Stephen Decatur

Name: Stephen Decatur
Bith Date: January 5, 1779
Death Date: March 22, 1820
Place of Birth: Sinepuxent, Maryland, United States
Nationality: American
Gender: Male
Occupations: navy officer, company commander

The American naval officer Stephen Decatur (1779-1820) is best known for his daring exploits in the Tripolitan War and as a successful commander in the War of 1812.

Stephen Decatur was born on Jan. 5, 1779, at Sinepuxent, Md. He studied at the Episcopal Academy and then at the University of Pennsylvania. After working briefly in Philadelphia, Decatur accepted a midshipman's commission at the outset of the naval war with France (1798-1800). He won quick promotion to lieutenant in May 1799.

Decatur saw action in the war with Tripoli and, under Commodore Edward Preble, commanded the 12-gun schooner Enterprise. On Feb. 16, 1804, Decatur led the daring evening expedition that destroyed the captured frigate Philadelphia in the Tripoli harbor. He was quickly promoted to captain, and as such he commanded a division of gunboats in each of Preble's bombardments of Tripoli. In the first attack, on August 3, Decatur and his crew boarded and captured two Tripolitan gunboats; such feats made Decatur the most dashing figure of the war.

In 1806 Decatur married Susan Wheeler, daughter of a wealthy Virginia merchant. Two years later he was made commander of the southeastern naval forces. He also sat on the court-martial board in 1808 that suspended Capt. James Barron after the Chesapeake-Leopard affair. In 1811 he served as president of the court of inquiry following the President-Little-Belt affair.

In the War of 1812 Decatur was in command when the United States scored a victory over the British frigate Macedonian on Oct. 25, 1812, near Madeira off the Moroccan coast. When the United States was blockaded in New London, Conn., in 1814, Decatur and his crew were transferred to the President. In a violent storm on the night of Jan. 14, 1815, the President tried to run the British blockade but was grounded on a sandbar for 2 hours and somewhat damaged; the next morning it was sighted by the blockading fleet. After a lengthy chase and moderate casualties suffered in a brisk fight with the Endymion, the American ship surrendered. A court of inquiry credited Decatur's capture to unforeseeable ship damage and praised him highly.

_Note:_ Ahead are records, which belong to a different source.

/// The reference end-to-end path: always reduce, always refine the kernel
/// with the exact core, regardless of size.
pub fn solve_exact(graph: &CanonicalGraph, config: &SolverConfig) -> TreeDecomposition {
    solve_by_component(graph, config, |kernel, cfg| {
        solve_kernel_exact(kernel, cfg)
    })
}

/// Reduction plus stochastic min-fill; refines the small-enough kernel via
/// SAT, and a larger one via local-search permutation improvement.
pub fn solve_heuristic(graph: &CanonicalGraph, config: &SolverConfig) -> TreeDecomposition {
    solve_by_component(graph, config, |kernel, cfg| {
        let mut cfg = cfg.clone();
        let result = reduction::reduce(kernel, 0, &cfg);
        let permutation = if result.kernel.vertex_count() < HEURISTIC_SAT_LIMIT {
            refine_small_kernel_via_sat(&result.kernel, &mut cfg)
        } else {
            let (perm, _width) = bounds::stochastic_min_fill_permutation(&result.kernel, &mut cfg);
            local_search_improve(&result.kernel, perm, &mut cfg)
        };
        reduction::glue_via_permutation(kernel, &result, &permutation)
    })
}

/// Heuristically selects between the exact and heuristic paths using the
/// size thresholds of SPEC_FULL.md §4.7, and additionally splits each
/// reduced kernel into clique-separated atoms so the exact core only ever
/// sees the smallest subproblem it needs to.
pub fn solve_smart(graph: &CanonicalGraph, config: &SolverConfig) -> TreeDecomposition {
    solve_by_component(graph, config, solve_kernel_smart)
}

/// Splits `graph` into connected components, solves each independently with
/// `solve_kernel`, and stitches the results back together. Disjoint
/// components share no vertex, so any bag-to-bag tree edge glues them
/// correctly; the first component's decomposition seeds the merge.
///
/// When `config.parallel()` is set and there is more than one component,
/// each component is solved on its own scoped thread with its own
/// `derive_for_component` RNG stream and a private working graph (SPEC_FULL.md
/// §5); the only state shared between workers is the result list, collected
/// under a mutex as an insert-only operation.
fn solve_by_component(
    graph: &CanonicalGraph,
    config: &SolverConfig,
    solve_kernel: impl Fn(&CanonicalGraph, &SolverConfig) -> TreeDecomposition + Sync,
) -> TreeDecomposition {
    let components = connected_components(graph);
    if components.is_empty() {
        return TreeDecomposition::trivial();
    }
    info!("split into {} connected component(s)", components.len());

    let mut pieces: Vec<TreeDecomposition> = if config.parallel() && components.len() > 1 {
        info!("solving {} components concurrently", components.len());
        let results: std::sync::Mutex<Vec<TreeDecomposition>> =
            std::sync::Mutex::new(Vec::with_capacity(components.len()));
        std::thread::scope(|scope| {
            for (i, comp) in components.iter().enumerate() {
                let solve_kernel = &solve_kernel;
                let results = &results;
                scope.spawn(move || {
                    let (local_graph, members) = induced_subgraph(graph, comp);
                    debug!(
                        "component {i}: {} vertices, {} edges",
                        local_graph.vertex_count(),
                        local_graph.edge_count()
                    );
                    let component_config = config.derive_for_component(i as u64);
                    let local_td = solve_kernel(&local_graph, &component_config);
                    let remapped = remap_decomposition(&local_td, &members, graph.capacity());
                    results.lock().expect("component worker thread panicked while holding the results lock").push(remapped);
                });
            }
        });
        results.into_inner().expect("component worker thread panicked while holding the results lock")
    } else {
        let mut pieces = Vec::with_capacity(components.len());
        for (i, comp) in components.iter().enumerate() {
            let (local_graph, members) = induced_subgraph(graph, comp);
            debug!(
                "component {i}: {} vertices, {} edges",
                local_graph.vertex_count(),
                local_graph.edge_count()
            );
            let component_config = config.derive_for_component(i as u64);
            let local_td = solve_kernel(&local_graph, &component_config);
            pieces.push(remap_decomposition(&local_td, &members, graph.capacity()));
        }
        pieces
    };

    let mut merged = pieces.remove(0);
    for piece in pieces {
        let anchor = merged.bag_ids().next();
        let mapping = merged.merge_disjoint(piece.clone());
        if let (Some(anchor), Some(&first_new)) = (anchor, piece.bag_ids().next().map(|id| mapping[&id]).as_ref())
        {
            merged.add_tree_edge(anchor, first_new);
        }
    }
    info!("final decomposition width {}", merged.width());
    merged
}

/// Rewrites a decomposition produced over `induced_subgraph`'s local ids
/// back into the caller's original vertex space.
fn remap_decomposition(td: &TreeDecomposition, local_to_original: &[VertexId], capacity: usize) -> TreeDecomposition {
    let mut remapped = TreeDecomposition::new(capacity);
    let mut id_map = std::collections::HashMap::new();
    for bag in td.bags() {
        let vertices: Vec<VertexId> = bag.vertices().map(|v| local_to_original[v.index()]).collect();
        id_map.insert(bag.id(), remapped.add_bag(vertices));
    }
    for (a, b) in td.tree_edges() {
        remapped.add_tree_edge(id_map[&a], id_map[&b]);
    }
    remapped
}

/// Reduces `kernel`, then refines with the exact core (SAT if it is
/// available and the kernel is small enough for the oracle to help,
/// B&B otherwise) regardless of size. Used by the `Exact` driver.
fn solve_kernel_exact(kernel: &CanonicalGraph, config: &SolverConfig) -> TreeDecomposition {
    let mut cfg = config.clone();
    let lb = bounds::improved_lower_bound(kernel, &mut cfg);
    let result = reduction::reduce(kernel, lb, &cfg);
    let permutation = exact_kernel_permutation(&result.kernel, &cfg);
    reduction::glue_via_permutation(kernel, &result, &permutation)
}

/// The `Smart` driver's per-component/atom policy: skip reduction outside
/// the size window it pays off in, skip the exact core entirely above
/// `SMART_EXACT_VERTEX_LIMIT`, and otherwise split the reduced kernel into
/// atoms so the exact core only ever solves a small clique-separated piece.
fn solve_kernel_smart(kernel: &CanonicalGraph, config: &SolverConfig) -> TreeDecomposition {
    let mut cfg = config.clone();
    let n = kernel.vertex_count();

    if n > SMART_EXACT_VERTEX_LIMIT {
        info!("smart: {n} vertices exceeds exact limit, falling back to heuristic path");
        let (perm, _width) = bounds::stochastic_min_fill_permutation(kernel, &mut cfg);
        return TreeDecomposition::from_elimination_permutation(kernel, &perm);
    }

    let lb = bounds::improved_lower_bound(kernel, &mut cfg);
    let in_reduction_window = (SMART_REDUCTION_MIN..=SMART_REDUCTION_MAX).contains(&n);
    let result = if in_reduction_window {
        reduction::reduce(kernel, lb, &cfg)
    } else {
        ReductionResult {
            kernel: kernel.clone(),
            permutation: Vec::new(),
            bags: Vec::new(),
            lower_bound_raise: 0,
            fully_reduced: kernel.vertex_count() == 0,
        }
    };
    debug!(
        "smart reduction ({}): {} -> {} vertices",
        in_reduction_window,
        n,
        result.kernel.vertex_count()
    );

    if result.fully_reduced {
        return reduction::glue_via_permutation(kernel, &result, &[]);
    }

    let atom_sets = atoms(&result.kernel);
    if atom_sets.len() <= 1 {
        let permutation = exact_kernel_permutation(&result.kernel, &cfg);
        return reduction::glue_via_permutation(kernel, &result, &permutation);
    }

    info!("smart: kernel split into {} atom(s)", atom_sets.len());
    let mut kernel_td = TreeDecomposition::new(result.kernel.capacity());
    let mut first_bag_each = Vec::with_capacity(atom_sets.len());
    for (i, atom_vertices) in atom_sets.iter().enumerate() {
        let (atom_graph, members) = induced_subgraph(&result.kernel, atom_vertices);
        let atom_config = cfg.derive_for_component(i as u64);
        let atom_td = if atom_graph.vertex_count() <= cfg.atom_exact_limit() {
            solve_kernel_exact(&atom_graph, &atom_config)
        } else {
            let mut ac = atom_config;
            let (perm, _w) = bounds::stochastic_min_fill_permutation(&atom_graph, &mut ac);
            TreeDecomposition::from_elimination_permutation(&atom_graph, &perm)
        };
        let atom_td = remap_decomposition(&atom_td, &members, result.kernel.capacity());
        let mapping = kernel_td.merge_disjoint(atom_td.clone());
        first_bag_each.push(atom_td.bag_ids().next().map(|id| mapping[&id]));
    }
    stitch_atoms_by_separator(&mut kernel_td, &result.kernel, &atom_sets, &first_bag_each);

    reduction::glue_general(kernel_td, &result.bags)
}

/// Connects each atom's decomposition fragment to the one before it via a
/// bag that covers the clique separator between them, or an arbitrary
/// already-placed bag if the two atoms happen to share no vertex (can only
/// happen for independent connected pieces the atom splitter also caught).
fn stitch_atoms_by_separator(
    kernel_td: &mut TreeDecomposition,
    kernel: &CanonicalGraph,
    atom_sets: &[fixedbitset::FixedBitSet],
    first_bag_each: &[Option<crate::ids::BagId>],
) {
    for i in 1..atom_sets.len() {
        let shared: Vec<VertexId> = (0..kernel.capacity())
            .filter(|&idx| atom_sets[i].contains(idx))
            .filter(|&idx| atom_sets[..i].iter().any(|prior| prior.contains(idx)))
            .map(VertexId::new)
            .collect();

        let anchor = if shared.is_empty() {
            first_bag_each[..i].iter().flatten().next().copied()
        } else {
            kernel_td.find_bag_superset_of(&shared)
        };
        if let (Some(anchor), Some(new_bag)) = (anchor, first_bag_each[i]) {
            kernel_td.add_tree_edge(anchor, new_bag);
        }
    }
}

Following the War of 1812, Decatur led an expedition to the Mediterranean that successfully exacted payment from Algiers for damages inflicted on Americans during the war by the Barbary pirates. Fetes and dinners followed his return. Decatur gave the much-repeated patriotic response to one toast: "Our Country! In her intercourse with foreign nations may she always be in the right; but our country, right or wrong." From 1815 until his death Decatur served on the Board of Navy Commissioners. He died on March 22, 1820, in a duel near Bladensburg, Md., with Capt. James Barron, who held Decatur responsible for his own failure to be reinstated to command. First buried near Washington, D.C., Decatur's remains were transferred in 1846 to St. Peter's Churchyard, Philadelphia, beside his parents' grave.

Further Reading

  • A competent biography is Charles Lee Lewis, The Romantic Decatur (1937). The source materials for Decatur's participation in the Barbary Wars are available in Naval Documents Related to the United States Wars with the Barbary Powers (7 vols., 1939-1944). A critical evaluation of Decatur's participation in the War of 1812 is Alfred Thayer Mahan, Sea Power in Its Relation to the War of 1812 (2 vols., 1905).